How many of these people could even begin to explain why?

It has taken us a very long time to reach our current debased state. We need a very long series of teach-ins, aimed at folks on the left, right and center.

No, they won’t all end up on your side. But many of them will. No one will end up on our side if we insist that we must never talk to those very bad people.

We recommend the Sachs interview. Question: How can the past thirty years be explained in a way folk can understand? Repeat: In a way folk can understand.


  1. Amen, brother. The problem with our rank and file is that they get off on being what they regard as morally and intellectually superior to THOSE OTHER PEOPLE--a superiority which they demonstrate by demeaning mainstream Americans, especially white men, while screaming about how THOSE OTHER PEOPLE are bigots. It's insane, but that's what they're doing. 72% of Americans identify as white and most of them are either white men or women who know and love white men who can easily see that most do not fit the left-wing caricature.Yet our side insists on insulting them and then complains when whites and men regard liberals as their enemies. OF COURSE they see it that way because that's what our side has been so passionately telling them.

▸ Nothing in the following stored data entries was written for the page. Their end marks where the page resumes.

//! CSV readers for the points matrix and for bulk production logs.

use chrono::{DateTime, NaiveDate, NaiveDateTime};
use serde::{Deserialize, Deserializer};
use std::io::Read;

use super::domain::{LogId, PointRule, ProductionLogEntry, RuleDraft, Sector, WorkSubmission};
use super::pricing::compute_points;

#[derive(Debug, thiserror::Error)]
pub enum ImportError {
    #[error("invalid CSV data: {0}")]
    Csv(#[from] csv::Error),
    #[error("line {line}: unknown sector '{value}'")]
    UnknownSector { line: usize, value: String },
    #[error("line {line}: points per unit must be a non-negative number")]
    InvalidPoints { line: usize },
    #[error("line {line}: quantity must be greater than zero")]
    InvalidQuantity { line: usize },
    #[error("line {line}: unrecognised timestamp '{value}'")]
    InvalidTimestamp { line: usize, value: String },
}

#[derive(Debug, Deserialize)]
struct RuleRow {
    sector: String,
    model: String,
    operation: String,
    points_per_unit: f64,
}

#[derive(Debug, Deserialize)]
struct LogRow {
    timestamp: String,
    operator: String,
    sector: String,
    model: String,
    operation: String,
    quantity: u32,
    #[serde(default)]
    total_points: Option<f64>,
    #[serde(default, deserialize_with = "empty_string_as_none")]
    order_ref: Option<String>,
    #[serde(default, deserialize_with = "empty_string_as_none")]
    comment: Option<String>,
}

/// A log row read from CSV, priced only if the file carried points.
#[derive(Debug, Clone, PartialEq)]
pub struct ImportedLog {
    pub line: usize,
    pub submission: WorkSubmission,
    pub total_points: Option<f64>,
}

impl ImportedLog {
    /// Builds a log entry, pricing it against `rules` when the file left
    /// the points column empty.
    pub fn into_entry(self, rules: &[PointRule]) -> ProductionLogEntry {
        let submission = self.submission;
        let total_points = self.total_points.unwrap_or_else(|| {
            compute_points(
                rules,
                submission.sector,
                &submission.model,
                &submission.operation,
                submission.quantity,
            )
        });

        ProductionLogEntry {
            id: LogId(format!("import-{:06}", self.line)),
            timestamp: submission.timestamp,
            operator: submission.operator,
            sector: submission.sector,
            model: submission.model,
            operation: submission.operation,
            quantity: submission.quantity,
            total_points,
            order_ref: submission.order_ref,
            comment: submission.comment,
        }
    }
}

fn csv_reader<R: Read>(reader: R) -> csv::Reader<R> {
    csv::ReaderBuilder::new()
        .trim(csv::Trim::All)
        .from_reader(reader)
}

// Data rows start on line 2, after the header.
fn line_number(index: usize) -> usize {
    index + 2
}

fn parse_sector(line: usize, value: &str) -> Result<Sector, ImportError> {
    value.parse().map_err(|_| ImportError::UnknownSector {
        line,
        value: value.to_string(),
    })
}

/// Reads `sector,model,operation,points_per_unit` rows.
pub fn parse_rules<R: Read>(reader: R) -> Result<Vec<RuleDraft>, ImportError> {
    let mut drafts = Vec::new();

    for (index, record) in csv_reader(reader).deserialize::<RuleRow>().enumerate() {
        let row = record?;
        let line = line_number(index);
        let sector = parse_sector(line, &row.sector)?;
        if !(row.points_per_unit.is_finite() && row.points_per_unit >= 0.0) {
            return Err(ImportError::InvalidPoints { line });
        }

        drafts.push(RuleDraft {
            sector,
            model: row.model,
            operation: row.operation,
            points_per_unit: row.points_per_unit,
        });
    }

    Ok(drafts)
}

/// Reads `timestamp,operator,sector,model,operation,quantity` rows with
/// optional `total_points`, `order_ref` and `comment` columns.
pub fn parse_logs<R: Read>(reader: R) -> Result<Vec<ImportedLog>, ImportError> {
    let mut logs = Vec::new();

    for (index, record) in csv_reader(reader).deserialize::<LogRow>().enumerate() {
        let row = record?;
        let line = line_number(index);
        let sector = parse_sector(line, &row.sector)?;
        let timestamp =
            parse_timestamp(&row.timestamp).ok_or_else(|| ImportError::InvalidTimestamp {
                line,
                value: row.timestamp.clone(),
            })?;
        if row.quantity == 0 {
            return Err(ImportError::InvalidQuantity { line });
        }

        logs.push(ImportedLog {
            line,
            submission: WorkSubmission {
                timestamp,
                operator: row.operator,
                sector,
                model: row.model,
                operation: row.operation,
                quantity: row.quantity,
                order_ref: row.order_ref,
                comment: row.comment,
            },
            total_points: row.total_points,
        });
    }

    Ok(logs)
}

fn empty_string_as_none<'de, D>(deserializer: D) -> Result<Option<String>, D::Error>
where
    D: Deserializer<'de>,
{
    let opt = Option::<String>::deserialize(deserializer)?;
    Ok(opt.filter(|value| !value.trim().is_empty()))
}

/// Parses the timestamp spellings found in plant exports.
///
/// Offsets on RFC 3339 values are dropped: the wall-clock reading is kept as
/// plant-local time.
pub fn parse_timestamp(value: &str) -> Option<NaiveDateTime> {
    let trimmed = value.trim();
    if trimmed.is_empty() {
        return None;
    }

    if let Ok(dt) = DateTime::parse_from_rfc3339(trimmed) {
        return Some(dt.naive_local());
    }

    for format in [
        "%Y-%m-%d %H:%M:%S",
        "%Y-%m-%d %H:%M",
        "%Y-%m-%dT%H:%M:%S",
        "%Y-%m-%dT%H:%M",
    ] {
        if let Ok(dt) = NaiveDateTime::parse_from_str(trimmed, format) {
            return Some(dt);
        }
    }

    NaiveDate::parse_from_str(trimmed, "%Y-%m-%d")
        .ok()
        .and_then(|date| date.and_hms_opt(0, 0, 0))
}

    Apparently our side seems to know that there are these things called elections but don't really get this whole concept of votes on why it's important to get the most of them.

    Talk about the need to reach out to white and male voters and all you get back in return are insults and sneers.

    Look at the liberal rank and file and what you see is a mass of unintentional Republican fifth columnist.

  2. Alice Karekezi says, "the top 1 percent continued to control more than 40 percent of the country’s wealth." However, that doesn't mean that the same group of people continue to control all this wealth. Membership in the top 1% is changing all the time. The same goes for all the other income ranges. Bill Gates and Warren Buffett weren't born into billionaire families. They got into the top 1% by their own labor. And, not so incidentally, their efforts benefited America's economy, in terms of jobs created, taxes paid, and products and services provided.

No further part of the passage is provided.